LCV, especially when combined with other metrics, can let you know how likely it is that a customer will churn or if you’re spending too much on marketing and sales to acquire customers that don’t pay off. In other words, you’ll know whether you’re focusing your efforts on the right people and can avoid mistakes that could derail your strategy.
What’s the Best Way to Calculate LCV?
Now that you understand what LCV is and the impact it can have on your business, you may be wondering how to figure out this metric for yourself. There are several complicated equations you can use to determine your customer’s lifetime value.
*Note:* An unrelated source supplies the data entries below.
//! Hand-off queue for rules detected as expired
//!
//! The match path pushes without blocking; the sweeper drains whatever is
//! queued at the moment it wakes up.

use crate::blacklist::Rule;
use std::sync::{Mutex, PoisonError};
use tokio::sync::mpsc::{self, UnboundedReceiver, UnboundedSender};

/// Unbounded queue of expired rules awaiting durable deletion
pub struct ExpiryCollector {
    tx: UnboundedSender<Rule>,
    rx: Mutex<UnboundedReceiver<Rule>>,
}

impl Default for ExpiryCollector {
    fn default() -> Self {
        Self::new()
    }
}

impl ExpiryCollector {
    #[must_use]
    pub fn new() -> Self {
        let (tx, rx) = mpsc::unbounded_channel();
        Self {
            tx,
            rx: Mutex::new(rx),
        }
    }

    /// Queue an expired rule. Never blocks.
    pub fn push(&self, rule: Rule) {
        // The receiver lives as long as `self`, so sending cannot fail here.
        let _ = self.tx.send(rule);
    }

    /// Take everything currently queued without waiting for more
    pub fn drain(&self) -> Vec<Rule> {
        let mut rx = self.rx.lock().unwrap_or_else(PoisonError::into_inner);
        let mut batch = Vec::new();
        while let Ok(rule) = rx.try_recv() {
            batch.push(rule);
        }
        batch
    }
}
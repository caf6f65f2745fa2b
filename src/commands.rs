use crate::blacklist::{Operator, PLONK_USAGE, PlonkRequest, Rule, RuleId};
use crate::{BLACKLIST_TARGET, Context, Data, Error};
use poise::command;
use tracing::warn;

/// Discord rejects messages longer than this
const MESSAGE_LIMIT: usize = 2000;

/// Every command the bot registers
#[must_use]
pub fn all() -> Vec<poise::Command<Data, Error>> {
    vec![
        ping(),
        plonk(),
        unplonk(),
        plonks(),
        reload_blacklist(),
        blacklist_command(),
        unblacklist_command(),
        list_blacklisted_commands(),
    ]
}

/// Basic ping command
/// This command is used to check if the bot is responsive.
#[command(prefix_command, slash_command, guild_only)]
pub async fn ping(ctx: Context<'_>) -> Result<(), Error> {
    ctx.say("Pong!").await?;
    Ok(())
}

/// Blacklist a user, a channel, a command or a combination of them
///
/// plonk [scope:(channel|global)] user:(name|everyone) command:(name|all) [expires:(never|1d2h3m4s)]
///
/// Only bot owners may use global scope or name other servers.
#[command(
    prefix_command,
    slash_command,
    guild_only,
    required_permissions = "MANAGE_GUILD"
)]
pub async fn plonk(
    ctx: Context<'_>,
    #[rest]
    #[description = "key:value pairs: scope, user, command, expires"]
    request: Option<String>,
) -> Result<(), Error> {
    let Some(text) = request.filter(|text| !text.trim().is_empty()) else {
        ctx.say(PLONK_USAGE).await?;
        return Ok(());
    };

    let data = ctx.data();
    let request = match PlonkRequest::parse(&text, &data.registered_commands) {
        Ok(request) => request,
        Err(e) => {
            warn!(
                target: BLACKLIST_TARGET,
                error = %e,
                request = %text,
                event = "rejected",
                "Malformed blacklist request"
            );
            ctx.say(e.to_string()).await?;
            return Ok(());
        }
    };

    match data
        .admin
        .apply(&request, &operator(ctx), &data.connected_channel_names())
        .await
    {
        Ok(rules) => {
            for reply in chunk_lines(&plonked_lines(&rules), MESSAGE_LIMIT) {
                ctx.say(reply).await?;
            }
        }
        Err(e) => {
            ctx.say(e.to_string()).await?;
        }
    }
    Ok(())
}

/// Remove a blacklist rule by id
#[command(
    prefix_command,
    slash_command,
    guild_only,
    required_permissions = "MANAGE_GUILD"
)]
pub async fn unplonk(
    ctx: Context<'_>,
    #[description = "Id of the rule, as shown by plonks"] rule_id: RuleId,
) -> Result<(), Error> {
    let reply = match ctx.data().admin.remove(rule_id, &operator(ctx)).await {
        Ok(Some(rule)) => format!("Removed {rule}"),
        Ok(None) => format!("Removed rule #{rule_id}"),
        Err(e) => e.to_string(),
    };
    ctx.say(reply).await?;
    Ok(())
}

/// List the active blacklist rules you can manage
#[command(
    prefix_command,
    slash_command,
    guild_only,
    required_permissions = "MANAGE_GUILD"
)]
pub async fn plonks(ctx: Context<'_>) -> Result<(), Error> {
    let rules = ctx.data().admin.visible_rules(&operator(ctx));
    if rules.is_empty() {
        ctx.say("No active blacklist rules").await?;
        return Ok(());
    }
    let lines: Vec<String> = rules.iter().map(ToString::to_string).collect();
    for reply in chunk_lines(&lines, MESSAGE_LIMIT) {
        ctx.say(reply).await?;
    }
    Ok(())
}

/// Reload blacklist rules from storage
#[command(prefix_command, slash_command, owners_only)]
pub async fn reload_blacklist(ctx: Context<'_>) -> Result<(), Error> {
    let count = ctx.data().engine.reload().await?;
    ctx.data().sweeper.sweep_now().await;
    ctx.say(format!("Reloaded {count} blacklist rule(s)")).await?;
    Ok(())
}

/// Blacklist a command in this channel
#[command(
    prefix_command,
    slash_command,
    guild_only,
    required_permissions = "MANAGE_GUILD"
)]
pub async fn blacklist_command(
    ctx: Context<'_>,
    #[description = "Command to block here"] command: String,
) -> Result<(), Error> {
    let data = ctx.data();
    let Some((channel_id, channel)) = current_channel(ctx) else {
        ctx.say("This channel isn't connected yet").await?;
        return Ok(());
    };

    let reply = match data
        .blocklist
        .block(channel_id, &command, &data.registered_commands)
    {
        Ok(()) => {
            data.blocklist.save().await?;
            format!("Blacklisted command {command} in {channel}")
        }
        Err(e) => e.to_string(),
    };
    ctx.say(reply).await?;
    Ok(())
}

/// Remove a command from this channel's blacklist
#[command(
    prefix_command,
    slash_command,
    guild_only,
    required_permissions = "MANAGE_GUILD"
)]
pub async fn unblacklist_command(
    ctx: Context<'_>,
    #[description = "Command to unblock here"] command: String,
) -> Result<(), Error> {
    let data = ctx.data();
    let Some((channel_id, channel)) = current_channel(ctx) else {
        ctx.say("This channel isn't connected yet").await?;
        return Ok(());
    };

    let reply = match data.blocklist.unblock(channel_id, &command) {
        Ok(()) => {
            data.blocklist.save().await?;
            format!("Unblacklisted command {command} in {channel}")
        }
        Err(e) => e.to_string(),
    };
    ctx.say(reply).await?;
    Ok(())
}

/// List the commands blacklisted in this channel
#[command(
    prefix_command,
    slash_command,
    guild_only,
    required_permissions = "MANAGE_GUILD"
)]
pub async fn list_blacklisted_commands(ctx: Context<'_>) -> Result<(), Error> {
    let Some((channel_id, channel)) = current_channel(ctx) else {
        ctx.say("This channel isn't connected yet").await?;
        return Ok(());
    };

    let blocked = ctx.data().blocklist.list(channel_id);
    let reply = if blocked.is_empty() {
        format!("No commands are blacklisted in {channel}")
    } else {
        format!("Blacklisted commands in {channel}: {}", blocked.join(", "))
    };
    ctx.say(reply).await?;
    Ok(())
}

/// Id and name of the connected channel the command was sent from
fn current_channel(ctx: Context<'_>) -> Option<(u64, String)> {
    let channel_id = ctx.guild_id()?.get();
    Some((channel_id, ctx.data().channel_name(channel_id)?))
}

fn operator(ctx: Context<'_>) -> Operator {
    if ctx.framework().options().owners.contains(&ctx.author().id) {
        return Operator::owner();
    }
    Operator::moderator(current_channel(ctx).map(|(_, name)| name))
}

fn plonked_lines(rules: &[Rule]) -> Vec<String> {
    rules.iter().map(|rule| format!("Plonked {rule}")).collect()
}

/// Join lines into messages no longer than `limit`. A single line over the
/// limit is cut at a char boundary.
fn chunk_lines(lines: &[String], limit: usize) -> Vec<String> {
    let mut chunks = Vec::new();
    let mut current = String::new();
    for line in lines {
        let line = truncate(line, limit);
        if !current.is_empty() && current.len() + 1 + line.len() > limit {
            chunks.push(std::mem::take(&mut current));
        }
        if !current.is_empty() {
            current.push('\n');
        }
        current.push_str(line);
    }
    if !current.is_empty() {
        chunks.push(current);
    }
    chunks
}

fn truncate(line: &str, limit: usize) -> &str {
    if line.len() <= limit {
        return line;
    }
    let mut end = limit;
    while !line.is_char_boundary(end) {
        end -= 1;
    }
    &line[..end]
}

#[cfg(test)]
mod tests {
    use super::*;
    use crate::blacklist::{EXEMPT_COMMANDS, Identity};

    #[test]
    fn test_ping_command_definition() {
        let cmd = ping();
        assert_eq!(cmd.name, "ping");
        assert!(
            cmd.description
                .unwrap_or_default()
                .contains("check if the bot is responsive")
        );
        assert!(cmd.guild_only);
    }

    #[test]
    fn test_management_commands_require_permissions() {
        for cmd in [
            plonk(),
            unplonk(),
            plonks(),
            blacklist_command(),
            unblacklist_command(),
            list_blacklisted_commands(),
        ] {
            assert!(cmd.guild_only, "{} should be guild only", cmd.name);
            assert!(
                cmd.required_permissions
                    .contains(poise::serenity_prelude::Permissions::MANAGE_GUILD),
                "{} should require MANAGE_GUILD",
                cmd.name
            );
        }
        assert!(reload_blacklist().owners_only);
    }

    #[test]
    fn test_all_registers_exempt_commands() {
        let names: Vec<String> = all().into_iter().map(|cmd| cmd.name).collect();
        for exempt in EXEMPT_COMMANDS {
            assert!(names.iter().any(|name| name == exempt), "missing {exempt}");
        }
        assert!(names.iter().any(|name| name == "plonk"));
    }

    #[test]
    fn test_plonked_lines() {
        let rule = crate::blacklist::RuleDraft::new(
            Some(Identity::new(1, "bob")),
            None,
            Some("ban".to_string()),
            None,
        )
        .into_rule(3);
        let lines = plonked_lines(&[rule]);
        assert_eq!(lines.len(), 1);
        assert!(lines[0].starts_with("Plonked #3"));
    }

    #[test]
    fn test_chunk_lines() {
        let lines: Vec<String> = ["aaaa", "bbbb", "cc"].into_iter().map(String::from).collect();
        assert_eq!(chunk_lines(&lines, 9), vec!["aaaa\nbbbb", "cc"]);
        assert_eq!(chunk_lines(&lines, 100), vec!["aaaa\nbbbb\ncc"]);
        assert!(chunk_lines(&[], 10).is_empty());
    }

    #[test]
    fn test_chunk_lines_truncates_long_lines() {
        let lines = vec!["ééééé".to_string()];
        let chunks = chunk_lines(&lines, 5);
        assert_eq!(chunks, vec!["éé"]);
    }
}
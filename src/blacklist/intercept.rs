//! Dispatch-time command interception
//!
//! Every resolved command runs through an [`InterceptorChain`] before it
//! executes. Interceptors are synchronous and must not perform I/O.

use crate::blacklist::Action;
use std::sync::Arc;

/// Outcome of an interception check
#[derive(Debug, Clone, Copy, PartialEq, Eq)]
pub enum Verdict {
    Allow,
    /// Cancel the action without a reply
    Deny,
}

/// A check run on every command dispatch
pub trait CommandInterceptor: Send + Sync {
    /// Short name used in logs
    fn name(&self) -> &'static str;

    /// Decide whether the action may proceed
    fn intercept(&self, action: &Action) -> Verdict;
}

/// Ordered list of interceptors; the first denial wins
#[derive(Clone, Default)]
pub struct InterceptorChain {
    interceptors: Vec<Arc<dyn CommandInterceptor>>,
}

impl InterceptorChain {
    #[must_use]
    pub fn new() -> Self {
        Self::default()
    }

    /// Append an interceptor to the end of the chain
    #[must_use]
    pub fn with(mut self, interceptor: Arc<dyn CommandInterceptor>) -> Self {
        self.interceptors.push(interceptor);
        self
    }

    #[must_use]
    pub fn len(&self) -> usize {
        self.interceptors.len()
    }

    #[must_use]
    pub fn is_empty(&self) -> bool {
        self.interceptors.is_empty()
    }

    /// Run the chain, stopping at the first interceptor that denies
    #[must_use]
    pub fn check(&self, action: &Action) -> Verdict {
        if self
            .interceptors
            .iter()
            .any(|interceptor| interceptor.intercept(action) == Verdict::Deny)
        {
            Verdict::Deny
        } else {
            Verdict::Allow
        }
    }
}

impl std::fmt::Debug for InterceptorChain {
    fn fmt(&self, f: &mut std::fmt::Formatter<'_>) -> std::fmt::Result {
        f.debug_list()
            .entries(self.interceptors.iter().map(|interceptor| interceptor.name()))
            .finish()
    }
}
pub mod blacklist;
pub mod commands;
pub mod config;
pub mod data;
pub mod handlers;
pub mod logging;

pub const BOT_NAME: &str = "plonk_daemon";
pub const COMMAND_TARGET: &str = "plonk_daemon::command";
pub const ERROR_TARGET: &str = "plonk_daemon::error";
pub const EVENT_TARGET: &str = "plonk_daemon::handlers";
pub const BLACKLIST_TARGET: &str = "plonk_daemon::blacklist";
pub const CONSOLE_TARGET: &str = "plonk_daemon";

pub use config::BotConfig;
pub use data::{Data, DataInner};
pub type Error = Box<dyn std::error::Error + Send + Sync>;
pub type Context<'a> = poise::Context<'a, Data, Error>;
If you want to calculate customer lifetime value manually, you can do so by dividing your business’s annual revenue by the number of purchases made by customers during a given year. You’ll also need to determine the average purchase frequency, which involves dividing that number of yearly purchases by the number of customers you had in the same period. You can then multiply these figures to determine customer value, which can then be divided by the average lifespan of your customers to reveal your lifetime customer value.
Does that sound overly complex? That’s not surprising. In this day and age, you shouldn’t have to manually calculate these numbers on your own. That leaves too much room for error.
A better alternative would be to use an LCV calculator, which automatically determines these values based on the metrics you enter into the tool. To make full use of the calculator, you’ll want to know your churn rate, the average customer lifespan, your median invoice, your monthly sales and marketing costs, and the average number of new customers you acquire every month. Simply plug in the figures that you know and watch the calculator go to work.
Unlock the Secret to Customer Retention With LCV
Understandably, most business owners want to do everything possible to keep their current customers around. If client retention is an ongoing struggle for your organization, you’ll want to get to the bottom of your customer lifetime value and make changes as needed. By using a calculator tool for LCV, you can gain access to the metrics you need for long-term growth.